Как лунный серп, как ладья Озириса, скользнуло наше суденышко в глинистые воды Меконга, текущего с заоблачных долин Тибета и собирающего на своем великом пути через все страны Индокитая дань с бесчисленных речек и кишащих диковинной живностью озер.

Огибая пороги, минуя скалы, острова, окатанные горы сланца, наш кораблик несло вдоль лесистых холмов, и шапки нечистой пены качались в расходящейся волне. Когда казалось, что берега сближаются и мы вот-вот окажемся в теснине, следовал неожиданный поворот – и вновь многоцветное полотно джунглей бежало вдоль левого борта.

Между двух известковых, источенных кавернами скал желтая вода сделалась темно-зеленой, словно какое-нибудь лесное озеро в средней полосе. Сразу стало тихо и сумрачно. Двухсотметровым органом, вертикальными каменными складками готического собора высился теперь левый берег. Туго натянутые канаты лиан, качающиеся побеги ползучей крапивы и какие-то хищные корни льнули к ноздреватому туфоподобному камню, и пятачок дождя – где-то в зарослях и бесчисленных нишах конденсировались испарения – стучал на спокойной воде. Она словно кипела под безоблачным, быстро темнеющим сводом. Здесь-то и начиналась вожделенная У. По течению неслись лодки и плоты, где люди мео в черно-красных одеждах везли на продажу убитых зверей и живых, незнакомых нам змей в проволочных садках. Но все это были «ну», и мы перестали останавливать встречные лодки.

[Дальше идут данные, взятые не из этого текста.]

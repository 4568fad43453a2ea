//! Conversation-scoped inputs: tracked state, language, caller preferences.

use serde::{Deserialize, Serialize};

/// The state machine position the external conversation tracker has the
/// dialogue in. Read-only input; the tracker owns transitions.
#[derive(Debug, Clone, Copy, PartialEq, Eq, Hash, Default, Serialize, Deserialize)]
#[serde(rename_all = "SCREAMING_SNAKE_CASE")]
pub enum ConversationState {
    SadSupport,
    AnxietyCalming,
    AngerDeescalate,
    LonelyCompanionship,
    HopeGuidance,
    #[default]
    #[serde(other)]
    Neutral,
}

impl ConversationState {
    /// The distress-containment states. Sustained severe negative emotion
    /// inside one of these forces the full safety footer even below
    /// HIGH_RISK severity. `HopeGuidance` is forward-looking and excluded.
    pub fn is_support_state(self) -> bool {
        matches!(
            self,
            ConversationState::SadSupport
                | ConversationState::AnxietyCalming
                | ConversationState::AngerDeescalate
                | ConversationState::LonelyCompanionship
        )
    }
}

/// Conversation language. Drives phrase selection, softening rules, and
/// disclaimer detection (detection always scans both rule sets; the
/// canonical footer follows this).
#[derive(Debug, Clone, Copy, PartialEq, Eq, Hash, Default, Serialize, Deserialize)]
#[serde(rename_all = "lowercase")]
pub enum Language {
    #[default]
    En,
    Ar,
}

impl Language {
    /// Phrase-pack key for this language.
    pub fn code(self) -> &'static str {
        match self {
            Language::En => "en",
            Language::Ar => "ar",
        }
    }
}

/// One prior turn of the dialogue, replayed verbatim into the completion
/// call. Roles follow the chat-completions wire format.
#[derive(Debug, Clone, PartialEq, Eq, Serialize, Deserialize)]
pub struct ChatTurn {
    /// "user" or "assistant"; forwarded untouched.
    pub role: String,
    /// The turn's text.
    pub content: String,
}

impl ChatTurn {
    pub fn user(content: impl Into<String>) -> Self {
        ChatTurn {
            role: "user".to_string(),
            content: content.into(),
        }
    }

    pub fn assistant(content: impl Into<String>) -> Self {
        ChatTurn {
            role: "assistant".to_string(),
            content: content.into(),
        }
    }
}

/// Caller-requested reply verbosity. `Short` turns on sentence dedup, the
/// 220-char clamp, and the follow-up question (severity permitting).
#[derive(Debug, Clone, Copy, PartialEq, Eq, Default, Serialize, Deserialize)]
#[serde(rename_all = "lowercase")]
pub enum VerbosityMode {
    Short,
    #[default]
    Full,
}

/// Explicit caller hint to the engine-mode selector. Absent a hint the
/// selector decides from severity, trust, and conversation length.
#[derive(Debug, Clone, Copy, PartialEq, Eq, Serialize, Deserialize)]
#[serde(rename_all = "lowercase")]
pub enum RequestedMode {
    /// Force the cheapest mode regardless of account status.
    Lite,
    /// Ask for the deepest mode the account is entitled to.
    Deep,
}

// ============================================================================
// Tests
// ============================================================================

#[cfg(test)]
mod tests {
    use super::*;

    #[test]
    fn test_support_state_set() {
        assert!(ConversationState::SadSupport.is_support_state());
        assert!(ConversationState::AngerDeescalate.is_support_state());
        assert!(!ConversationState::HopeGuidance.is_support_state());
        assert!(!ConversationState::Neutral.is_support_state());
    }

    #[test]
    fn test_state_wire_format() {
        let s: ConversationState = serde_json::from_str("\"ANXIETY_CALMING\"").unwrap();
        assert_eq!(s, ConversationState::AnxietyCalming);
        // Unknown states degrade to neutral rather than failing the request.
        let s: ConversationState = serde_json::from_str("\"GRIEF_HOLDING\"").unwrap();
        assert_eq!(s, ConversationState::Neutral);
    }

    #[test]
    fn test_language_codes() {
        assert_eq!(Language::En.code(), "en");
        assert_eq!(Language::Ar.code(), "ar");
    }
}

Я навсегда запомню рассыпающийся свет факелов в кромешных туннелях. Жгучие огоньки, вспыхнувшие на мгновение в неподвижных глазах рептилии, лениво скользнувшей во тьму. Нет, мы не искали здесь легендарных чудовищ, но было бы чертовски интересно узнать длину очередного растворившегося во мраке питона, или как там еще называют это живое бревно.

На обратном пути, после гостеприимных деревушек, затерянных в глубине леса, после обстоятельных бесед у очагов, где женщины прямо на раскаленных камнях раскатывают блины, туннель показался еще более душным и мрачным. Лишь ароматом цветущей чампы, повеявшим у лестницы, ведущей в пещерные храмы, был изгнан навязчивый запах плесени и явственное ощущение слизи, попавшей на кожу вместе с подземным дождем.

После долгого подъема по каменным растрескавшимся ступеням, осыпанным белым цветом священного дерева, открылся этот грот, осененный сидящим Майтреей – Метаей по-лаосски. В самом дальнем закутке мне показали высвеченную из мрака позолоченную резьбу. Навстречу лодке, очень похожей на наш катерок, из завитков, обозначавших волны, вставала полузмея-полурыба. Химера не выглядела устрашающей и настолько отличалась от традиционных изображений привычных драконов и змей-нагов, что хотелось верить словам проводника, будто мастер, умерший в конце пятидесятых годов, изобразил действительную сцену: встречу принца Петсарата, знаменитого охотника, с «ныа», которую тот благополучно убил.